Anna’s Summer Reading

As Emily mentioned on Monday, we’re doing our summer reading lists this week. Mine is always a little tricky, because, like Emily, we spend the summer traveling. So not only do I have to choose wisely because car space is limited, but I have to try to judge what I’m really going to enjoy, and how much I’m going to get through in the summer. Up to this point, I haven’t gotten those two factors exactly honed, and end up either running out before summer’s over, or buying books on amazon to bring home (which my husband hates!). So, this year, the pile looks like this:

SummerReading

For myself, I’ll be tackling Female Piety by John Angell James, Overcoming Sin and Temptation by John Owen (I know, two really heavy books), Truman by David McCullough, and Hannah Fowler by Janice Holt Giles. I’m hoping that this is the right mix for me for the summer. If not, I’ve got a few options on my kindle: James Fenimore Cooper, Chesterton’s Father Brown, and Louisa May Alcott.

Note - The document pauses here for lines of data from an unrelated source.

// SPDX-License-Identifier: MIT
// SPDX-FileCopyrightText: 2025-2026 dataplane contributors
//
// Wire-codec tests for the port descriptor: round-trips in both byte
// orders, and hard failures on every malformed input.

use dataplane::descriptor::{Descriptor, DescriptorKind, WireOrder};
use dataplane::role::PortRole;

fn sample() -> Descriptor {
    let mut d = Descriptor::new(DescriptorKind::Consumer);
    d.role = PortRole::ActiveFlowControl;
    d.options = 0x2a;
    d.n_buffers = 4;
    d.data_buffer_base = 0x1000;
    d.data_buffer_pitch = 4096;
    d.data_buffer_size = 4096;
    d.metadata_base = 0x5000;
    d.metadata_pitch = 8;
    d.full_flag_base = 0x5100;
    d.full_flag_size = 8;
    d.full_flag_pitch = 8;
    d.full_flag_value = 1;
    d.empty_flag_base = 0x5200;
    d.empty_flag_size = 8;
    d.empty_flag_pitch = 8;
    d.empty_flag_value = 42;
    d.oob.port_id = 7;
    d.oob.oep = "mem:p1234.0;1048576.2.16".to_string();
    d.oob.cookie = 0xdead_beef;
    d.oob.address = 0x7fff_0000;
    d
}

#[test]
fn round_trip_native_order() {
    let d = sample();
    let bytes = d.encode();
    assert_eq!(Descriptor::decode(&bytes).unwrap(), d);
}

#[test]
fn round_trip_foreign_order() {
    let d = sample();
    for order in [WireOrder::Little, WireOrder::Big] {
        let bytes = d.encode_in(order);
        assert_eq!(Descriptor::decode(&bytes).unwrap(), d, "order {order:?}");
    }
}

#[test]
fn round_trip_producer_kind() {
    let mut d = sample();
    d.kind = DescriptorKind::Producer;
    d.role = PortRole::ActiveMessage;
    let bytes = d.encode();
    assert_eq!(Descriptor::decode(&bytes).unwrap(), d);
}

#[test]
fn empty_endpoint_name_survives() {
    let mut d = sample();
    d.oob.oep.clear();
    let bytes = d.encode();
    assert_eq!(Descriptor::decode(&bytes).unwrap(), d);
}

#[test]
fn every_truncation_fails() {
    let bytes = sample().encode();
    for len in 0..bytes.len() {
        assert!(
            Descriptor::decode(&bytes[..len]).is_err(),
            "prefix of {len} bytes decoded"
        );
    }
}

#[test]
fn wrong_length_prefix_fails() {
    let mut bytes = sample().encode();
    bytes.push(0); // record longer than its declared length
    assert!(Descriptor::decode(&bytes).is_err());
}

#[test]
fn bad_byte_order_tag_fails() {
    let mut bytes = sample().encode();
    bytes[4] = 7;
    assert!(Descriptor::decode(&bytes).is_err());
}

#[test]
fn bad_role_fails() {
    let mut d = sample();
    d.role = PortRole::NoRole; // legal on the wire
    let good = d.encode();
    assert_eq!(Descriptor::decode(&good).unwrap().role, PortRole::NoRole);

    // An out-of-range role value is not.
    let mut bytes = sample().encode();
    // role is the third u32 field (length, tag+pad, kind, role).
    let role_off = 12;
    bytes[role_off..role_off + 4].copy_from_slice(&99i32.to_ne_bytes());
    assert!(Descriptor::decode(&bytes).is_err());
}

#[test]
fn oversized_name_fails() {
    let mut d = sample();
    d.oob.oep = "x".repeat(300);
    let bytes = d.encode();
    assert!(Descriptor::decode(&bytes).is_err());
}

#[test]
fn decode_failure_is_total() {
    // A failed decode never yields a partial object; decoding the same
    // buffer after repair works.
    let d = sample();
    let good = d.encode();
    let mut bad = good.clone();
    bad.truncate(good.len() - 4);
    assert!(Descriptor::decode(&bad).is_err());
    assert_eq!(Descriptor::decode(&good).unwrap(), d);
}
use serde_json::Value;

/// Merge `overlay` into `base`.
///
/// Objects merge key by key, recursively. Any other overlay value (arrays
/// included) replaces the base value.
pub fn deep_merge(base: &mut Value, overlay: &Value) {
    match (base, overlay) {
        (Value::Object(base), Value::Object(overlay)) => {
            for (key, value) in overlay {
                match base.get_mut(key) {
                    Some(existing) => deep_merge(existing, value),
                    None => {
                        base.insert(key.clone(), value.clone());
                    }
                }
            }
        }
        (base, overlay) => *base = overlay.clone(),
    }
}
//! pagebars - render HTML pages as Handlebars templates.

mod cli;

use anyhow::Result;
use clap::{ColorChoice, Parser};
use cli::{Cli, Commands, project::Project};

fn main() -> Result<()> {
    let cli = Cli::parse();

    // Set global color override based on CLI option
    match cli.color {
        ColorChoice::Always => owo_colors::set_override(true),
        ColorChoice::Never => owo_colors::set_override(false),
        ColorChoice::Auto => {} // owo-colors auto-detects TTY
    }
    pagebars::logger::set_verbose(cli.verbose);

    let project = Project::discover(&cli.config, &std::env::current_dir()?)?;

    match cli.command {
        Commands::Build => cli::build::build_site(&project),
        Commands::Watch => cli::watch::watch_site(&project),
    }
}
//! Page path helpers.
//!
//! A page path is the output path of a page as the context resolver sees it:
//! forward slashes, always one leading `/` (e.g. `/blog/post.html`).

use std::path::Path;

/// Convert a path relative to the pages directory into a page path.
///
/// # Examples
/// ```ignore
/// assert_eq!(page_path(Path::new("index.html")), "/index.html");
/// assert_eq!(page_path(Path::new("blog/post.html")), "/blog/post.html");
/// ```
pub fn page_path(rel: &Path) -> String {
    let joined = slash_join(rel);
    format!("/{}", joined.trim_start_matches('/'))
}

/// Join path components with `/` regardless of platform separator.
///
/// Root and prefix components are skipped.
pub fn slash_join(path: &Path) -> String {
    path.components()
        .filter_map(|c| match c {
            std::path::Component::Normal(s) => s.to_str(),
            std::path::Component::ParentDir => Some(".."),
            _ => None,
        })
        .collect::<Vec<_>>()
        .join("/")
}
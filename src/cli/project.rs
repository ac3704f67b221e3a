//! Project discovery: config file, directories, stage.

use std::path::{Path, PathBuf};

use anyhow::{Context, Result};
use pagebars::config::{ConfigError, FileConfig, find_config_file};
use pagebars::{Stage, debug};

/// A loaded `pagebars.toml` and the directories derived from it.
#[derive(Debug)]
pub struct Project {
    pub config_path: PathBuf,
    pub config: FileConfig,
    /// Directory containing the config file.
    pub base: PathBuf,
}

impl Project {
    /// Find `config_name` upward from `start` and load it.
    pub fn discover(config_name: &Path, start: &Path) -> Result<Self> {
        let config_path = find_config_file(config_name, start)
            .ok_or_else(|| ConfigError::NotFound(config_name.to_path_buf()))
            .with_context(|| format!("searched {} and its parents", start.display()))?;
        Self::load(&config_path)
    }

    pub fn load(config_path: &Path) -> Result<Self> {
        let config = FileConfig::from_path(config_path)?;
        let base = config_path
            .parent()
            .map(Path::to_path_buf)
            .unwrap_or_else(|| PathBuf::from("."));
        debug!("config"; "loaded {}", config_path.display());

        Ok(Self {
            config_path: config_path.to_path_buf(),
            config,
            base,
        })
    }

    pub fn root(&self) -> PathBuf {
        self.config.root_dir(&self.base)
    }

    pub fn pages_dir(&self) -> PathBuf {
        self.config.pages_dir(&self.base)
    }

    pub fn output_dir(&self) -> PathBuf {
        self.config.output_dir(&self.base)
    }

    /// Build a stage and tell it the root.
    pub fn stage(&self) -> Result<Stage> {
        let mut stage = Stage::new(self.config.to_stage_config(&self.base)?);
        stage.config_resolved(&self.root());
        Ok(stage)
    }
}
//! Command-line interface definitions.

use clap::{ColorChoice, Parser, Subcommand};
use std::path::PathBuf;

/// Handlebars page renderer
#[derive(Parser, Debug, Clone)]
#[command(version, about, long_about = None, arg_required_else_help = true)]
pub struct Cli {
    /// Control colored output (auto, always, never)
    #[arg(long, global = true, default_value = "auto")]
    pub color: ColorChoice,

    /// Config file path, searched upward from the current directory
    #[arg(short = 'C', long, global = true, default_value = "pagebars.toml", value_hint = clap::ValueHint::FilePath)]
    pub config: PathBuf,

    /// Show debug output
    #[arg(short, long, global = true)]
    pub verbose: bool,

    /// subcommands
    #[command(subcommand)]
    pub command: Commands,
}

/// Available subcommands
#[derive(Subcommand, Debug, Clone)]
pub enum Commands {
    /// Render every page into the output directory
    #[command(visible_alias = "b")]
    Build,

    /// Build, then re-render on file changes
    #[command(visible_alias = "w")]
    Watch,
}
//! Build command: render every page into the output directory.

use std::fs;
use std::path::{Path, PathBuf};

use anyhow::{Context, Result, bail};
use jwalk::WalkDir;
use pagebars::utils::path::page_path;
use pagebars::{Stage, debug, log};

use super::project::Project;

/// Extension of page files under the pages directory.
const PAGE_EXTENSION: &str = "html";

/// Outcome of rendering a set of pages.
#[derive(Debug, Default)]
pub struct BuildReport {
    pub rendered: usize,
    /// Pages that failed, with the error message.
    pub failed: Vec<(PathBuf, String)>,
}

impl BuildReport {
    pub fn is_ok(&self) -> bool {
        self.failed.is_empty()
    }

    pub fn summary(&self) -> String {
        let noun = if self.rendered == 1 { "page" } else { "pages" };
        match self.failed.len() {
            0 => format!("rendered {} {}", self.rendered, noun),
            n => format!("rendered {} {}, {} failed", self.rendered, noun, n),
        }
    }
}

/// `pagebars build`
pub fn build_site(project: &Project) -> Result<()> {
    let mut stage = project.stage()?;
    let report = render_all(&mut stage, &project.pages_dir(), &project.output_dir())?;

    for (path, err) in &report.failed {
        log!("error"; "{}: {}", path.display(), err);
    }
    if !report.is_ok() {
        bail!("{}", report.summary());
    }
    log!("build"; "{}", report.summary());
    Ok(())
}

/// Find page files under `pages_dir`, sorted.
pub fn collect_pages(pages_dir: &Path) -> Result<Vec<PathBuf>> {
    if !pages_dir.is_dir() {
        bail!("pages directory `{}` does not exist", pages_dir.display());
    }

    let mut pages: Vec<_> = WalkDir::new(pages_dir)
        .into_iter()
        .filter_map(|e| e.ok())
        .filter(|e| e.file_type().is_file())
        .map(|e| e.path())
        .filter(|p| is_page(p))
        .collect();
    pages.sort();
    Ok(pages)
}

pub fn is_page(path: &Path) -> bool {
    path.extension()
        .and_then(|e| e.to_str())
        .is_some_and(|e| e.eq_ignore_ascii_case(PAGE_EXTENSION))
}

/// Render every page. Page failures are collected, not returned.
pub fn render_all(stage: &mut Stage, pages_dir: &Path, output_dir: &Path) -> Result<BuildReport> {
    let mut report = BuildReport::default();
    for page in collect_pages(pages_dir)? {
        render_into(stage, pages_dir, output_dir, &page, &mut report);
    }
    Ok(report)
}

/// Render the given pages only.
pub fn render_some(
    stage: &mut Stage,
    pages_dir: &Path,
    output_dir: &Path,
    pages: &[PathBuf],
) -> BuildReport {
    let mut report = BuildReport::default();
    for page in pages {
        render_into(stage, pages_dir, output_dir, page, &mut report);
    }
    report
}

fn render_into(
    stage: &mut Stage,
    pages_dir: &Path,
    output_dir: &Path,
    page: &Path,
    report: &mut BuildReport,
) {
    match render_page(stage, pages_dir, output_dir, page) {
        Ok(()) => report.rendered += 1,
        Err(err) => report.failed.push((page.to_path_buf(), format!("{err:#}"))),
    }
}

/// Render one page file and write it under `output_dir`.
pub fn render_page(stage: &mut Stage, pages_dir: &Path, output_dir: &Path, page: &Path) -> Result<()> {
    let rel = page.strip_prefix(pages_dir).with_context(|| {
        format!("page `{}` is outside `{}`", page.display(), pages_dir.display())
    })?;
    let html = fs::read_to_string(page).with_context(|| format!("failed to read `{}`", page.display()))?;

    let rendered = stage.transform_page(&html, &page_path(rel))?;

    let out = output_path(output_dir, rel);
    if let Some(parent) = out.parent() {
        fs::create_dir_all(parent)?;
    }
    fs::write(&out, rendered).with_context(|| format!("failed to write `{}`", out.display()))?;
    debug!("build"; "{} -> {}", rel.display(), out.display());
    Ok(())
}

/// Output location of a page given its path relative to the pages directory.
pub fn output_path(output_dir: &Path, rel: &Path) -> PathBuf {
    output_dir.join(rel)
}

For the kids, we’ll be reading through a few things. In the morning, at breakfast, we’ll be slowly going through The Story of Britain. I haven’t looked at this book much, but the chapters are short and easily read during breakfast, and the illustrations are beautiful. I’m always a sucker for pictures. We’ll be continuing our reading of the Ralph Moody books with The Fields of Home. We love this series so much, I can’t recommend it highly enough. My son will be busy this summer with old friends, so the girls and I will be reading some by ourselves, including Little Women and finishing up the All-Of-A-Kind-Family series, which we love. And, last but not least, our memory work for the summer will be tackling the first part of the Westminster Shorter Catechism, so I’ve brought along the Puritan Paperbacks explanation. I doubt I’ll be reading this to the kids–probably just reading it to myself to understand the questions and answers better.

I’d love to hear what’s at the top of your reading list for the summer!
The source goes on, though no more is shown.